◆ What needs to be done
Nothing but the lines from the one containing "returned, every line" through the last line of the records below should be written out, each exactly as it stands.

◆ Saved entries
▬▬▬▬▬▬

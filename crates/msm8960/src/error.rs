//! Machine driver error types

use platform::gpio::GpioNum;
use thiserror_no_std::Error;

use crate::amp::AmpLine;

/// Speaker amplifier sequencing failure.
///
/// No variant leaves a line held: by the time one is returned, every line
/// acquired during the failed transition has been released.
#[derive(Debug, Clone, Copy, PartialEq, Eq, Error)]
pub enum AmpError<E> {
    /// An enable line could not be requested.
    #[error("failed to request {line} amplifier gpio {pin}")]
    Acquire {
        /// Which line
        line: AmpLine,
        /// Its system GPIO number
        pin: GpioNum,
        /// Error reported by the pin registry
        cause: E,
    },
}

/// Link init hook failure.
#[derive(Debug, Clone, Copy, PartialEq, Eq, Error)]
pub enum CardError<E> {
    /// The card's mixer controls could not be registered.
    #[error("failed to register mixer controls")]
    Controls(E),
}

/// Module init failure.
#[derive(Debug, Clone, Copy, PartialEq, Eq, Error)]
pub enum ModuleError<E> {
    /// The host could not allocate the platform device.
    #[error("platform device allocation failed")]
    OutOfMemory,
    /// The host refused to add the platform device.
    #[error("failed to add platform device")]
    DeviceAdd(E),
}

▬▬▬▬▬▬

◆ Task output
/// No variant leaves a line held: by the time one is returned, every line
/// acquired during the failed transition has been released.
#[derive(Debug, Clone, Copy, PartialEq, Eq, Error)]
pub enum AmpError<E> {
    /// An enable line could not be requested.
    #[error("failed to request {line} amplifier gpio {pin}")]
    Acquire {
        /// Which line
        line: AmpLine,
        /// Its system GPIO number
        pin: GpioNum,
        /// Error reported by the pin registry
        cause: E,
    },
}

/// Link init hook failure.
#[derive(Debug, Clone, Copy, PartialEq, Eq, Error)]
pub enum CardError<E> {
    /// The card's mixer controls could not be registered.
    #[error("failed to register mixer controls")]
    Controls(E),
}

/// Module init failure.
#[derive(Debug, Clone, Copy, PartialEq, Eq, Error)]
pub enum ModuleError<E> {
    /// The host could not allocate the platform device.
    #[error("platform device allocation failed")]
    OutOfMemory,
    /// The host refused to add the platform device.
    #[error("failed to add platform device")]
    DeviceAdd(E),
}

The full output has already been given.